● ASSIGNMENT: Transcribe word for word the lines below from the line with "for group in user_groups" through the line with "for group in removed_groups", ends included.

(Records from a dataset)
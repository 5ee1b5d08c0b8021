use std::collections::BTreeSet;

use crate::config::GroupRoomMap;

/// Rooms a user should be joined to given their current group set: the union
/// of the mapped rooms of every group that appears in the mapping. Groups
/// without a mapping are ignored.
pub fn resolve_add(map: &GroupRoomMap, user_groups: &[String]) -> BTreeSet<String> {
    let mut rooms = BTreeSet::new();
    for group in user_groups {
        if let Some(mapped) = map.get(group) {
            rooms.extend(mapped.iter().cloned());
        }
    }
    rooms
}

/// Rooms a user should be kicked from after losing `removed_groups`.
///
/// A room mapped by a removed group stays off the result if any group the
/// user still holds also maps to it: membership granted through one retained
/// group is never revoked because another group went away.
pub fn resolve_remove(
    map: &GroupRoomMap,
    user_groups_after: &[String],
    removed_groups: &[String],
) -> BTreeSet<String> {
    let retained = resolve_add(map, user_groups_after);

    let mut rooms = BTreeSet::new();
    for group in removed_groups {
        if let Some(mapped) = map.get(group) {
            for room in mapped {
                if !retained.contains(room) {
                    rooms.insert(room.clone());
                }
            }
        }
    }
    rooms
}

● OUTPUT:
    for group in user_groups {
        if let Some(mapped) = map.get(group) {
            rooms.extend(mapped.iter().cloned());
        }
    }
    rooms
}

/// Rooms a user should be kicked from after losing `removed_groups`.
///
/// A room mapped by a removed group stays off the result if any group the
/// user still holds also maps to it: membership granted through one retained
/// group is never revoked because another group went away.
pub fn resolve_remove(
    map: &GroupRoomMap,
    user_groups_after: &[String],
    removed_groups: &[String],
) -> BTreeSet<String> {
    let retained = resolve_add(map, user_groups_after);

    let mut rooms = BTreeSet::new();
    for group in removed_groups {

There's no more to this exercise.